→ **Prompt**
Copy out every line of the records in which "value" can be found.
== Working data ==
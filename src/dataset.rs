use std::path::{Path, PathBuf};

use indicatif::ProgressIterator;
use log::debug;
use rand::{seq::SliceRandom, Rng};
use thiserror::Error;

use crate::{
    imaging::{self, ImageError, Patch},
    noise::{self, NoiseLevel},
};

#[derive(Debug, Error)]
pub enum DatasetError {
    #[error("{0} does not exist")]
    MissingPath(PathBuf),
    #[error("failed to read manifest {path}: {source}")]
    Manifest {
        path: PathBuf,
        #[source]
        source: std::io::Error,
    },
    #[error(transparent)]
    Image(#[from] ImageError),
    #[error("patch size and stride must be positive, got size {size} and stride {stride}")]
    Geometry { size: usize, stride: usize },
}

/// Patches paired with the noise level each was corrupted at. Both vectors
/// always have the same length and matching order.
#[derive(Debug, Clone, Default, PartialEq)]
pub struct LabeledDataset {
    patches: Vec<Patch>,
    labels: Vec<NoiseLevel>,
}

impl LabeledDataset {
    pub fn new() -> Self {
        Self::default()
    }

    pub fn push(&mut self, patch: Patch, label: NoiseLevel) {
        self.patches.push(patch);
        self.labels.push(label);
    }

    pub fn len(&self) -> usize {
        self.labels.len()
    }

    pub fn is_empty(&self) -> bool {
        self.labels.is_empty()
    }

    pub fn patches(&self) -> &[Patch] {
        &self.patches
    }

    pub fn labels(&self) -> &[NoiseLevel] {
        &self.labels
    }

    pub fn iter(&self) -> impl Iterator<Item = (&Patch, NoiseLevel)> {
        self.patches.iter().zip(self.labels.iter().copied())
    }

    /// Applies one random permutation to patches and labels alike.
    pub fn shuffle<R: Rng + ?Sized>(&mut self, rng: &mut R) {
        let mut order: Vec<usize> = (0..self.len()).collect();
        order.shuffle(rng);

        let mut patches: Vec<Option<Patch>> = std::mem::take(&mut self.patches)
            .into_iter()
            .map(Some)
            .collect();

        self.patches = order.iter().filter_map(|&i| patches[i].take()).collect();
        self.labels = order.iter().map(|&i| self.labels[i]).collect();
    }
}

impl FromIterator<(Patch, NoiseLevel)> for LabeledDataset {
    fn from_iter<T: IntoIterator<Item = (Patch, NoiseLevel)>>(iter: T) -> Self {
        let (patches, labels) = iter.into_iter().unzip();
        Self { patches, labels }
    }
}

/// Image filenames listed one per line. Blank lines are ignored.
pub fn read_manifest(path: impl AsRef<Path>) -> Result<Vec<String>, DatasetError> {
    let path = path.as_ref();
    if !path.exists() {
        return Err(DatasetError::MissingPath(path.to_path_buf()));
    }

    let contents = std::fs::read_to_string(path).map_err(|source| DatasetError::Manifest {
        path: path.to_path_buf(),
        source,
    })?;

    Ok(contents
        .lines()
        .map(str::trim)
        .filter(|line| !line.is_empty())
        .map(str::to_string)
        .collect())
}

/// Builds a labeled dataset from the images named in `manifest`.
///
/// Each image gets a single random noise level. The whole image is corrupted
/// first and then cut into `patch_size` windows placed every `patch_stride`
/// pixels, all labeled with that level. Any unreadable image aborts the build.
pub fn build<R: Rng + ?Sized>(
    source_directory: impl AsRef<Path>,
    manifest: impl AsRef<Path>,
    patch_size: usize,
    patch_stride: usize,
    rng: &mut R,
) -> Result<LabeledDataset, DatasetError> {
    let source_directory = source_directory.as_ref();

    if patch_size == 0 || patch_stride == 0 {
        return Err(DatasetError::Geometry {
            size: patch_size,
            stride: patch_stride,
        });
    }
    if !source_directory.is_dir() {
        return Err(DatasetError::MissingPath(source_directory.to_path_buf()));
    }

    let files = read_manifest(manifest)?;
    let style = indicatif::ProgressStyle::with_template(
        "[{elapsed:.green}] [{wide_bar:.cyan/red}] {pos:.red}/{len:.green} images ({eta})",
    )
    .unwrap_or_else(|_| indicatif::ProgressStyle::default_bar())
    .progress_chars("=> ");

    let mut dataset = LabeledDataset::new();

    for file in files.iter().progress_with_style(style) {
        let clean = imaging::load_image(source_directory.join(file))?;
        let level = NoiseLevel::random(rng);
        let noised = noise::synthesize(&clean, level, rng);

        let patches = imaging::extract_patches(noised.view(), patch_size, patch_stride);
        debug!("{file}: {} patches at noise level {level}", patches.len());

        for patch in patches {
            dataset.push(patch, level);
        }
    }

    Ok(dataset)
}

#[cfg(test)]
mod tests {
    use std::fs;

    use ndarray::Array3;
    use rand::{rngs::StdRng, SeedableRng};

    use super::*;

    fn write_corpus(dir: &Path, names: &[&str], width: u32, height: u32) {
        for (i, name) in names.iter().enumerate() {
            let img = image::RgbImage::from_fn(width, height, |x, y| {
                let v = ((x * 3 + y * 5 + i as u32 * 17) % 256) as u8;
                image::Rgb([v, v / 2, 255 - v])
            });
            img.save(dir.join(name)).unwrap();
        }
    }

    #[test]
    fn builds_n_times_k_patches() {
        let dir = tempfile::tempdir().unwrap();
        let names = ["a.png", "b.png", "c.png"];
        write_corpus(dir.path(), &names, 64, 64);
        let manifest = dir.path().join("train.txt");
        fs::write(&manifest, names.join("\n")).unwrap();

        let mut rng = StdRng::seed_from_u64(9);
        let dataset = build(dir.path(), &manifest, 32, 32, &mut rng).unwrap();

        assert_eq!(dataset.len(), 3 * 4);
        assert_eq!(dataset.patches().len(), dataset.labels().len());
        assert!(dataset.patches().iter().all(|p| p.dim() == (32, 32, 3)));
        assert!(dataset.labels().iter().all(|l| l.value() <= NoiseLevel::MAX));
    }

    #[test]
    fn one_level_per_image() {
        let dir = tempfile::tempdir().unwrap();
        let names = ["a.png", "b.png"];
        write_corpus(dir.path(), &names, 48, 48);
        let manifest = dir.path().join("test.txt");
        fs::write(&manifest, "a.png\n\n  b.png  \n").unwrap();

        let mut rng = StdRng::seed_from_u64(2);
        let dataset = build(dir.path(), &manifest, 16, 16, &mut rng).unwrap();

        assert_eq!(dataset.len(), 2 * 9);
        for chunk in dataset.labels().chunks(9) {
            assert!(chunk.iter().all(|l| *l == chunk[0]));
        }
    }

    #[test]
    fn same_seed_same_dataset() {
        let dir = tempfile::tempdir().unwrap();
        write_corpus(dir.path(), &["a.png"], 40, 40);
        let manifest = dir.path().join("m.txt");
        fs::write(&manifest, "a.png").unwrap();

        let a = build(dir.path(), &manifest, 20, 10, &mut StdRng::seed_from_u64(4)).unwrap();
        let b = build(dir.path(), &manifest, 20, 10, &mut StdRng::seed_from_u64(4)).unwrap();
        assert_eq!(a, b);
    }

    #[test]
    fn missing_source_directory() {
        let dir = tempfile::tempdir().unwrap();
        let manifest = dir.path().join("m.txt");
        fs::write(&manifest, "a.png").unwrap();

        let err = build(dir.path().join("nope"), &manifest, 32, 32, &mut rand::rng()).unwrap_err();
        assert!(matches!(err, DatasetError::MissingPath(_)));
    }

    #[test]
    fn missing_manifest() {
        let dir = tempfile::tempdir().unwrap();
        let err = build(dir.path(), dir.path().join("m.txt"), 32, 32, &mut rand::rng()).unwrap_err();
        assert!(matches!(err, DatasetError::MissingPath(_)));
    }

    #[test]
    fn unreadable_image_aborts() {
        let dir = tempfile::tempdir().unwrap();
        write_corpus(dir.path(), &["a.png"], 32, 32);
        fs::write(dir.path().join("broken.png"), b"not a png").unwrap();
        let manifest = dir.path().join("m.txt");
        fs::write(&manifest, "a.png\nbroken.png\n").unwrap();

        let err = build(dir.path(), &manifest, 16, 16, &mut rand::rng()).unwrap_err();
        assert!(matches!(err, DatasetError::Image(_)));
    }

    #[test]
    fn zero_stride_rejected() {
        let dir = tempfile::tempdir().unwrap();
        let err = build(dir.path(), dir.path().join("m.txt"), 32, 0, &mut rand::rng()).unwrap_err();
        assert!(matches!(err, DatasetError::Geometry { .. }));
    }

    #[test]
    fn shuffle_keeps_pairs_aligned() {
        let mut dataset: LabeledDataset = (0..50u8)
            .map(|i| {
                let level = NoiseLevel::new(i % 10).unwrap();
                (Array3::from_elem((2, 2, 1), level.value() as f32), level)
            })
            .collect();

        dataset.shuffle(&mut StdRng::seed_from_u64(1));

        assert_eq!(dataset.len(), 50);
        for (patch, label) in dataset.iter() {
            assert_eq!(patch[[0, 0, 0]], label.value() as f32);
        }
    }
}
===
→ **Answer section**
        assert!(dataset.labels().iter().all(|l| l.value() <= NoiseLevel::MAX));
                (Array3::from_elem((2, 2, 1), level.value() as f32), level)
            assert_eq!(patch[[0, 0, 0]], label.value() as f32);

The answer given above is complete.